◆ Directions
Exactly reproduce the data from its first line through the line with "(seconds) is rotated", leaving out every line after it.

◆ Collected data
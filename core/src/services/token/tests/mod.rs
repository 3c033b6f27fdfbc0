mod codec_tests;
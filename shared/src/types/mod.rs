//! Type definitions shared by the server crates
//!
//! - `response` - health check responses

pub mod response;

pub use response::{HealthResponse, HealthStatus, ServiceHealth};
//! Authentication configuration: token signing, sessions and password hashing

use serde::{Deserialize, Serialize};

use super::env_or;

const DEFAULT_ACCESS_SECRET: &str = "development-access-secret-change-in-production";
const DEFAULT_REFRESH_SECRET: &str = "development-refresh-secret-change-in-production";

/// HS512 signing configuration
///
/// Access and refresh tokens are signed with independent secrets so that one
/// kind can never be verified as the other.
#[derive(Debug, Clone, Deserialize, Serialize)]
pub struct JwtConfig {
    /// Secret for access tokens
    pub access_secret: String,

    /// Secret for refresh tokens
    pub refresh_secret: String,

    /// Access token expiry time in seconds
    pub access_token_expiry: i64,

    /// Refresh token expiry time in seconds
    pub refresh_token_expiry: i64,
}

impl Default for JwtConfig {
    fn default() -> Self {
        Self {
            access_secret: String::from(DEFAULT_ACCESS_SECRET),
            refresh_secret: String::from(DEFAULT_REFRESH_SECRET),
            access_token_expiry: 900,     // 15 minutes
            refresh_token_expiry: 604800, // 7 days
        }
    }
}

impl JwtConfig {
    /// Create a new JWT configuration with both secrets
    pub fn new(access_secret: impl Into<String>, refresh_secret: impl Into<String>) -> Self {
        Self {
            access_secret: access_secret.into(),
            refresh_secret: refresh_secret.into(),
            ..Default::default()
        }
    }

    /// Check if either secret is still the development default
    pub fn is_using_default_secret(&self) -> bool {
        self.access_secret == DEFAULT_ACCESS_SECRET || self.refresh_secret == DEFAULT_REFRESH_SECRET
    }
}

/// Session and cookie configuration
#[derive(Debug, Clone, Deserialize, Serialize)]
pub struct SessionConfig {
    /// A refresh token whose session expires sooner than this (seconds) is rotated
    pub renewal_threshold: i64,

    /// Upper bound for a single store call in seconds
    pub store_timeout: u64,

    /// Cookie secure flag (HTTPS only)
    pub cookie_secure: bool,

    /// Cookie SameSite attribute
    pub same_site: String,

    /// Cookie HttpOnly flag
    #[serde(default = "default_http_only")]
    pub http_only: bool,
}

impl Default for SessionConfig {
    fn default() -> Self {
        Self {
            renewal_threshold: 1200, // 20 minutes
            store_timeout: 5,
            cookie_secure: false,
            same_site: String::from("Strict"),
            http_only: default_http_only(),
        }
    }
}

/// Password hashing parameters
#[derive(Debug, Clone, Deserialize, Serialize)]
pub struct PasswordHashConfig {
    /// Server-wide pepper appended to every salt
    pub pepper: String,

    /// PBKDF2 iteration count
    pub iterations: u32,
}

impl Default for PasswordHashConfig {
    fn default() -> Self {
        Self {
            pepper: String::new(),
            iterations: 10_000,
        }
    }
}

/// Complete authentication configuration
#[derive(Debug, Clone, Deserialize, Serialize)]
pub struct AuthConfig {
    /// JWT configuration
    pub jwt: JwtConfig,

    /// Session configuration
    #[serde(default)]
    pub session: SessionConfig,

    /// Password hashing configuration
    #[serde(default)]
    pub password: PasswordHashConfig,
}

impl AuthConfig {
    /// Create from environment variables
    pub fn from_env() -> Self {
        let access_secret = std::env::var("JWT_ACCESS_SECRET")
            .unwrap_or_else(|_| DEFAULT_ACCESS_SECRET.to_string());
        let refresh_secret = std::env::var("JWT_REFRESH_SECRET")
            .unwrap_or_else(|_| DEFAULT_REFRESH_SECRET.to_string());
        let access_token_expiry = env_or("JWT_ACCESS_TOKEN_EXPIRY", 900);
        let refresh_token_expiry = env_or("JWT_REFRESH_TOKEN_EXPIRY", 604800);

        let defaults = SessionConfig::default();
        let session = SessionConfig {
            renewal_threshold: env_or("SESSION_RENEWAL_THRESHOLD", defaults.renewal_threshold),
            store_timeout: env_or("STORE_TIMEOUT", defaults.store_timeout),
            cookie_secure: env_or("COOKIE_SECURE", defaults.cookie_secure),
            ..defaults
        };

        let password = PasswordHashConfig {
            pepper: std::env::var("PASSWORD_HASH_PEPPER").unwrap_or_default(),
            iterations: env_or("PASSWORD_HASH_ITERATIONS", 10_000),
        };

        Self {
            jwt: JwtConfig {
                access_secret,
                refresh_secret,
                access_token_expiry,
                refresh_token_expiry,
            },
            session,
            password,
        }
    }
}

impl Default for AuthConfig {
    fn default() -> Self {
        Self {
            jwt: JwtConfig::default(),
            session: SessionConfig::default(),
            password: PasswordHashConfig::default(),
        }
    }
}

fn default_http_only() -> bool {
    true
}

◆ Reply to the task
filename core/src/services/token/tests/mod.rs
repository 3c033b6f27fdfbc0
mod codec_tests;
filename shared/src/types/mod.rs
//! Type definitions shared by the server crates
//!
//! - `response` - health check responses

pub mod response;

pub use response::{HealthResponse, HealthStatus, ServiceHealth};
//! Authentication configuration: token signing, sessions and password hashing

use serde::{Deserialize, Serialize};

use super::env_or;

const DEFAULT_ACCESS_SECRET: &str = "development-access-secret-change-in-production";
const DEFAULT_REFRESH_SECRET: &str = "development-refresh-secret-change-in-production";

/// HS512 signing configuration
///
/// Access and refresh tokens are signed with independent secrets so that one
/// kind can never be verified as the other.
#[derive(Debug, Clone, Deserialize, Serialize)]
pub struct JwtConfig {
    /// Secret for access tokens
    pub access_secret: String,

    /// Secret for refresh tokens
    pub refresh_secret: String,

    /// Access token expiry time in seconds
    pub access_token_expiry: i64,

    /// Refresh token expiry time in seconds
    pub refresh_token_expiry: i64,
}

impl Default for JwtConfig {
    fn default() -> Self {
        Self {
            access_secret: String::from(DEFAULT_ACCESS_SECRET),
            refresh_secret: String::from(DEFAULT_REFRESH_SECRET),
            access_token_expiry: 900,     // 15 minutes
            refresh_token_expiry: 604800, // 7 days
        }
    }
}

impl JwtConfig {
    /// Create a new JWT configuration with both secrets
    pub fn new(access_secret: impl Into<String>, refresh_secret: impl Into<String>) -> Self {
        Self {
            access_secret: access_secret.into(),
            refresh_secret: refresh_secret.into(),
            ..Default::default()
        }
    }

    /// Check if either secret is still the development default
    pub fn is_using_default_secret(&self) -> bool {
        self.access_secret == DEFAULT_ACCESS_SECRET || self.refresh_secret == DEFAULT_REFRESH_SECRET
    }
}

/// Session and cookie configuration
#[derive(Debug, Clone, Deserialize, Serialize)]
pub struct SessionConfig {
    /// A refresh token whose session expires sooner than this (seconds) is rotated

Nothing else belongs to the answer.